WHAT THIS TASK INVOLVES -
Return the data that follows, keeping every word and mark unchanged.

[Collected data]

......

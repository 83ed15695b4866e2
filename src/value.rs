use crate::list::ReactiveList;
use crate::object::ReactiveObject;
use crate::scheduler::RenderHandle;
use parking_lot::RwLock;
use serde_json::{Map, Value};
use std::sync::Arc;

/// Render trigger of a root container, shared by every wrapper created under it
pub(crate) type Trigger = Arc<RenderHandle>;

/// Render triggers a wrapper invalidates on every write
///
/// A wrapper starts with the triggers of the container it was read from. When
/// another container stores it (`set_reactive`, `assign_from`) that
/// container's triggers are added, so a write through a shared wrapper
/// re-renders every container holding it.
pub(crate) struct Triggers {
    handles: RwLock<Vec<Trigger>>,
}

impl Triggers {
    pub(crate) fn new(handles: Vec<Trigger>) -> Self {
        Self {
            handles: RwLock::new(handles),
        }
    }

    pub(crate) fn snapshot(&self) -> Vec<Trigger> {
        self.handles.read().clone()
    }

    pub(crate) fn invalidate(&self) {
        for handle in self.handles.read().iter() {
            handle.invalidate();
        }
    }

    /// Add `handle`; false if it was already present
    pub(crate) fn insert(&self, handle: &Trigger) -> bool {
        let mut handles = self.handles.write();
        if handles.iter().any(|existing| Arc::ptr_eq(existing, handle)) {
            return false;
        }
        handles.push(Arc::clone(handle));
        true
    }

    /// Add every handle of `new`, returning the ones that were missing
    pub(crate) fn extend(&self, new: &[Trigger]) -> Vec<Trigger> {
        new.iter().filter(|handle| self.insert(handle)).cloned().collect()
    }
}

/// What a read from a reactive container returns
///
/// Nested objects and arrays come back wrapped, so writes through them are
/// observed; everything else comes back as a plain JSON value.
#[derive(Clone, Debug)]
pub enum ReactiveValue {
    /// A scalar (or null) copied out of the container
    Value(Value),
    /// The memoized wrapper of a nested object
    Object(ReactiveObject),
    /// The memoized wrapper of a nested array
    List(ReactiveList),
}

impl ReactiveValue {
    /// The plain value, if this is not a wrapper
    pub fn as_value(&self) -> Option<&Value> {
        match self {
            ReactiveValue::Value(value) => Some(value),
            _ => None,
        }
    }

    /// The object wrapper, if this is one
    pub fn as_object(&self) -> Option<&ReactiveObject> {
        match self {
            ReactiveValue::Object(object) => Some(object),
            _ => None,
        }
    }

    /// The list wrapper, if this is one
    pub fn as_list(&self) -> Option<&ReactiveList> {
        match self {
            ReactiveValue::List(list) => Some(list),
            _ => None,
        }
    }

    /// Consume into the object wrapper, if this is one
    pub fn into_object(self) -> Option<ReactiveObject> {
        match self {
            ReactiveValue::Object(object) => Some(object),
            _ => None,
        }
    }

    /// Consume into the list wrapper, if this is one
    pub fn into_list(self) -> Option<ReactiveList> {
        match self {
            ReactiveValue::List(list) => Some(list),
            _ => None,
        }
    }

    /// Whether this is a wrapper rather than plain data
    pub fn is_wrapped(&self) -> bool {
        !matches!(self, ReactiveValue::Value(_))
    }
}

impl From<Value> for ReactiveValue {
    fn from(value: Value) -> Self {
        ReactiveValue::Value(value)
    }
}

impl From<ReactiveObject> for ReactiveValue {
    fn from(object: ReactiveObject) -> Self {
        ReactiveValue::Object(object)
    }
}

impl From<ReactiveList> for ReactiveValue {
    fn from(list: ReactiveList) -> Self {
        ReactiveValue::List(list)
    }
}

/// Deep copy into plain JSON, dropping every reactive wrapper on the way
pub trait ToPlain {
    /// Plain JSON snapshot of `self`
    fn to_plain(&self) -> Value;
}

impl ToPlain for Value {
    fn to_plain(&self) -> Value {
        self.clone()
    }
}

impl ToPlain for Map<String, Value> {
    fn to_plain(&self) -> Value {
        Value::Object(self.clone())
    }
}

impl ToPlain for [Value] {
    fn to_plain(&self) -> Value {
        Value::Array(self.to_vec())
    }
}

impl ToPlain for ReactiveValue {
    fn to_plain(&self) -> Value {
        match self {
            ReactiveValue::Value(value) => value.clone(),
            ReactiveValue::Object(object) => object.to_value(),
            ReactiveValue::List(list) => list.to_value(),
        }
    }
}

impl ToPlain for ReactiveObject {
    fn to_plain(&self) -> Value {
        self.to_value()
    }
}

impl ToPlain for ReactiveList {
    fn to_plain(&self) -> Value {
        self.to_value()
    }
}

/// One stored entry of a container's raw data
///
/// Objects and arrays start out as plain JSON. The first read replaces the
/// entry with its wrapper, which owns the child's raw data from then on, so
/// the same entry is never wrapped twice and moving it (sort, splice) moves
/// the wrapper along with it.
#[derive(Clone)]
pub(crate) enum Slot {
    Plain(Value),
    Object(ReactiveObject),
    List(ReactiveList),
}

impl Slot {
    pub(crate) fn from_reactive(value: ReactiveValue) -> Self {
        match value {
            ReactiveValue::Value(value) => Slot::Plain(value),
            ReactiveValue::Object(object) => Slot::Object(object),
            ReactiveValue::List(list) => Slot::List(list),
        }
    }

    /// Whether reading this entry would create a wrapper
    pub(crate) fn needs_wrap(&self) -> bool {
        matches!(self, Slot::Plain(Value::Object(_) | Value::Array(_)))
    }

    /// Read an entry that does not need wrapping
    pub(crate) fn read(&self) -> ReactiveValue {
        match self {
            Slot::Plain(value) => ReactiveValue::Value(value.clone()),
            Slot::Object(object) => ReactiveValue::Object(object.clone()),
            Slot::List(list) => ReactiveValue::List(list.clone()),
        }
    }

    /// Read an entry, wrapping a nested object/array in place on first access
    pub(crate) fn wrap(&mut self, triggers: &Triggers) -> ReactiveValue {
        match self {
            Slot::Plain(Value::Object(map)) => {
                let object =
                    ReactiveObject::with_triggers(std::mem::take(map), triggers.snapshot());
                *self = Slot::Object(object.clone());
                ReactiveValue::Object(object)
            }
            Slot::Plain(Value::Array(items)) => {
                let list = ReactiveList::with_triggers(std::mem::take(items), triggers.snapshot());
                *self = Slot::List(list.clone());
                ReactiveValue::List(list)
            }
            other => other.read(),
        }
    }

    /// Make a stored wrapper (and its wrapped descendants) notify `triggers` too
    pub(crate) fn adopt(&self, triggers: &[Trigger]) {
        match self {
            Slot::Plain(_) => {}
            Slot::Object(object) => object.adopt(triggers),
            Slot::List(list) => list.adopt(triggers),
        }
    }

    /// Deep plain snapshot
    pub(crate) fn to_plain(&self) -> Value {
        match self {
            Slot::Plain(value) => value.clone(),
            Slot::Object(object) => object.to_value(),
            Slot::List(list) => list.to_value(),
        }
    }

    /// Consume into plain data
    pub(crate) fn into_plain(self) -> Value {
        match self {
            Slot::Plain(value) => value,
            Slot::Object(object) => object.to_value(),
            Slot::List(list) => list.to_value(),
        }
    }
}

......

YOUR RESPONSE -
repository 83ed15695b4866e2
filename src/value.rs
use crate::list::ReactiveList;
use crate::object::ReactiveObject;
use crate::scheduler::RenderHandle;
use parking_lot::RwLock;
use serde_json::{Map, Value};
use std::sync::Arc;

/// Render trigger of a root container, shared by every wrapper created under it
pub(crate) type Trigger = Arc<RenderHandle>;

/// Render triggers a wrapper invalidates on every write
///
/// A wrapper starts with the triggers of the container it was read from. When
/// another container stores it (`set_reactive`, `assign_from`) that
/// container's triggers are added, so a write through a shared wrapper
/// re-renders every container holding it.
pub(crate) struct Triggers {
    handles: RwLock<Vec<Trigger>>,
}

impl Triggers {
    pub(crate) fn new(handles: Vec<Trigger>) -> Self {
        Self {
            handles: RwLock::new(handles),
        }
    }

    pub(crate) fn snapshot(&self) -> Vec<Trigger> {
        self.handles.read().clone()
    }

    pub(crate) fn invalidate(&self) {
        for handle in self.handles.read().iter() {
            handle.invalidate();
        }
    }

    /// Add `handle`; false if it was already present
    pub(crate) fn insert(&self, handle: &Trigger) -> bool {
        let mut handles = self.handles.write();
        if handles.iter().any(|existing| Arc::ptr_eq(existing, handle)) {
            return false;
        }
        handles.push(Arc::clone(handle));
        true
    }

    /// Add every handle of `new`, returning the ones that were missing
    pub(crate) fn extend(&self, new: &[Trigger]) -> Vec<Trigger> {
        new.iter().filter(|handle| self.insert(handle)).cloned().collect()
    }
}

/// What a read from a reactive container returns
///
/// Nested objects and arrays come back wrapped, so writes through them are
/// observed; everything else comes back as a plain JSON value.
#[derive(Clone, Debug)]
pub enum ReactiveValue {
    /// A scalar (or null) copied out of the container
    Value(Value),
    /// The memoized wrapper of a nested object
    Object(ReactiveObject),
    /// The memoized wrapper of a nested array
    List(ReactiveList),
}

impl ReactiveValue {
    /// The plain value, if this is not a wrapper
    pub fn as_value(&self) -> Option<&Value> {
        match self {
            ReactiveValue::Value(value) => Some(value),
            _ => None,
        }
    }

    /// The object wrapper, if this is one
    pub fn as_object(&self) -> Option<&ReactiveObject> {
        match self {
            ReactiveValue::Object(object) => Some(object),
            _ => None,
        }
    }

    /// The list wrapper, if this is one
    pub fn as_list(&self) -> Option<&ReactiveList> {
        match self {
            ReactiveValue::List(list) => Some(list),
            _ => None,
        }
    }

    /// Consume into the object wrapper, if this is one
    pub fn into_object(self) -> Option<ReactiveObject> {
        match self {
            ReactiveValue::Object(object) => Some(object),
            _ => None,
        }
    }

    /// Consume into the list wrapper, if this is one
    pub fn into_list(self) -> Option<ReactiveList> {
        match self {
            ReactiveValue::List(list) => Some(list),
            _ => None,
        }
    }

    /// Whether this is a wrapper rather than plain data
    pub fn is_wrapped(&self) -> bool {
        !matches!(self, ReactiveValue::Value(_))
    }
}

impl From<Value> for ReactiveValue {
    fn from(value: Value) -> Self {
        ReactiveValue::Value(value)
    }
}

impl From<ReactiveObject> for ReactiveValue {
    fn from(object: ReactiveObject) -> Self {
        ReactiveValue::Object(object)
    }
}

impl From<ReactiveList> for ReactiveValue {
    fn from(list: ReactiveList) -> Self {
        ReactiveValue::List(list)
    }
}

/// Deep copy into plain JSON, dropping every reactive wrapper on the way
pub trait ToPlain {
    /// Plain JSON snapshot of `self`
    fn to_plain(&self) -> Value;
}

impl ToPlain for Value {
    fn to_plain(&self) -> Value {
        self.clone()
    }
}

impl ToPlain for Map<String, Value> {
    fn to_plain(&self) -> Value {
        Value::Object(self.clone())
    }
}

impl ToPlain for [Value] {
    fn to_plain(&self) -> Value {
        Value::Array(self.to_vec())
    }
}

impl ToPlain for ReactiveValue {
    fn to_plain(&self) -> Value {
        match self {
            ReactiveValue::Value(value) => value.clone(),
            ReactiveValue::Object(object) => object.to_value(),
            ReactiveValue::List(list) => list.to_value(),
        }
    }
}

impl ToPlain for ReactiveObject {
    fn to_plain(&self) -> Value {
        self.to_value()
    }
}

impl ToPlain for ReactiveList {
    fn to_plain(&self) -> Value {
        self.to_value()
    }
}

/// One stored entry of a container's raw data
///
/// Objects and arrays start out as plain JSON. The first read replaces the
/// entry with its wrapper, which owns the child's raw data from then on, so
/// the same entry is never wrapped twice and moving it (sort, splice) moves
/// the wrapper along with it.
#[derive(Clone)]
pub(crate) enum Slot {
    Plain(Value),
    Object(ReactiveObject),
    List(ReactiveList),
}

impl Slot {
    pub(crate) fn from_reactive(value: ReactiveValue) -> Self {
        match value {
            ReactiveValue::Value(value) => Slot::Plain(value),
            ReactiveValue::Object(object) => Slot::Object(object),
            ReactiveValue::List(list) => Slot::List(list),
        }
    }

    /// Whether reading this entry would create a wrapper
    pub(crate) fn needs_wrap(&self) -> bool {
        matches!(self, Slot::Plain(Value::Object(_) | Value::Array(_)))
    }

    /// Read an entry that does not need wrapping
    pub(crate) fn read(&self) -> ReactiveValue {
        match self {
            Slot::Plain(value) => ReactiveValue::Value(value.clone()),
            Slot::Object(object) => ReactiveValue::Object(object.clone()),
            Slot::List(list) => ReactiveValue::List(list.clone()),
        }
    }

    /// Read an entry, wrapping a nested object/array in place on first access
    pub(crate) fn wrap(&mut self, triggers: &Triggers) -> ReactiveValue {
        match self {
            Slot::Plain(Value::Object(map)) => {
                let object =
                    ReactiveObject::with_triggers(std::mem::take(map), triggers.snapshot());
                *self = Slot::Object(object.clone());
                ReactiveValue::Object(object)
            }
            Slot::Plain(Value::Array(items)) => {
                let list = ReactiveList::with_triggers(std::mem::take(items), triggers.snapshot());
                *self = Slot::List(list.clone());
                ReactiveValue::List(list)
            }
            other => other.read(),
        }
    }

    /// Make a stored wrapper (and its wrapped descendants) notify `triggers` too
    pub(crate) fn adopt(&self, triggers: &[Trigger]) {
        match self {
            Slot::Plain(_) => {}
            Slot::Object(object) => object.adopt(triggers),
            Slot::List(list) => list.adopt(triggers),
        }
    }

    /// Deep plain snapshot
    pub(crate) fn to_plain(&self) -> Value {
        match self {
            Slot::Plain(value) => value.clone(),
            Slot::Object(object) => object.to_value(),
            Slot::List(list) => list.to_value(),
        }
    }

    /// Consume into plain data
    pub(crate) fn into_plain(self) -> Value {
        match self {
            Slot::Plain(value) => value,
            Slot::Object(object) => object.to_value(),
            Slot::List(list) => list.to_value(),
        }
    }
}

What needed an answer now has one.